Earliest Inhabitants

Taiwan's first inhabitants left no written records of their origins. Anthropological evidence suggests that Taiwan's indigenous peoples are from proto-Malayan ancestry. Their vocabulary and grammar belong to the Malayan-Polynesian family of modern day Indonesia, and they once shared many Indonesian customs such as tattooing, using identical names for father and son, gerontocracy, head-hunting, spirit worship, and indoor burials. Over 500 prehistoric sites in Taiwan, including many dwelling areas, tombs, and shell mounds, have provided more and seemingly contradictory clues to the origins of Taiwan's aborigines. The majority of prehistoric artifacts discovered so far, such as flat axes, red unpolished pottery, decorated bronze implements, and glass beads, suggest an Indonesian connection. However, other items, such as painted red pottery, red polished pottery, chipped stone knives, black pottery, stone halberds, pottery tripods, and bone arrowheads, suggest that Taiwan's earliest settlers might have come from the Chinese mainland. Many other questions remain unanswered. Were these prehistoric remains left by the ancestors of today's indigenous peoples? The question is a complex one, but many anthropologists have suggested that the remains discovered so far have no proven connection to the present indigenous cultures in Taiwan.

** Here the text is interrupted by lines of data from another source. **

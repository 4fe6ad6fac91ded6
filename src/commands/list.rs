//! List posts published in the CMS

use anyhow::Result;

use crate::cms::ContentApi;
use crate::helpers::format_publication_date;
use crate::views::ListingState;
use crate::Blog;

/// Print every post, walking the listing one page at a time
pub async fn run(blog: &Blog) -> Result<()> {
    let client = blog.client()?;
    let lines = collect(blog, &client).await?;

    println!("Posts ({}):", lines.len());
    for line in lines {
        println!("  {}", line);
    }

    Ok(())
}

/// One `date - title [uid]` line per post
pub async fn collect(blog: &Blog, api: &dyn ContentApi) -> Result<Vec<String>> {
    let mut listing = ListingState::load(api).await?;
    while listing.can_load_more() {
        listing.load_more(api).await?;
    }

    Ok(listing
        .posts()
        .iter()
        .map(|post| {
            let date = format_publication_date(
                post.first_publication_date.as_ref(),
                "%Y-%m-%d",
                &blog.config.language,
            )
            .unwrap_or_else(|| "----------".to_string());
            format!("{} - {} [{}]", date, post.title, post.uid)
        })
        .collect())
}
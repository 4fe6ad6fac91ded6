//! Content module - post models, rich text and derived fields

mod post;
pub mod reading;
pub mod richtext;

pub use post::{ContentBlock, PostDetail, PostPage, PostSummary};
pub use reading::{reading_time, WORDS_PER_MINUTE};
pub use richtext::{RichText, RichTextBlock};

What is known for certain is that large tribes of indigenous peoples, plus many Han people from the Chinese mainland, were already living in Taiwan when the Portuguese first visited the island in 1582 after a shipwreck.

European Colonization

When Portuguese navigators first came upon Taiwan in mid-16th century, struck by the tremendous beauty of its green mountains rising steeply of the blue-green waters of the Pacific, they exclaimed Ilha Formosa, meaning "beautiful island." The island has thus been known as Formosa in the West for centuries after. Portuguese interest in the island was limited, for survivors of the shipwreck left Formosa for Macao and never returned after staying for only six weeks on the southwest coast.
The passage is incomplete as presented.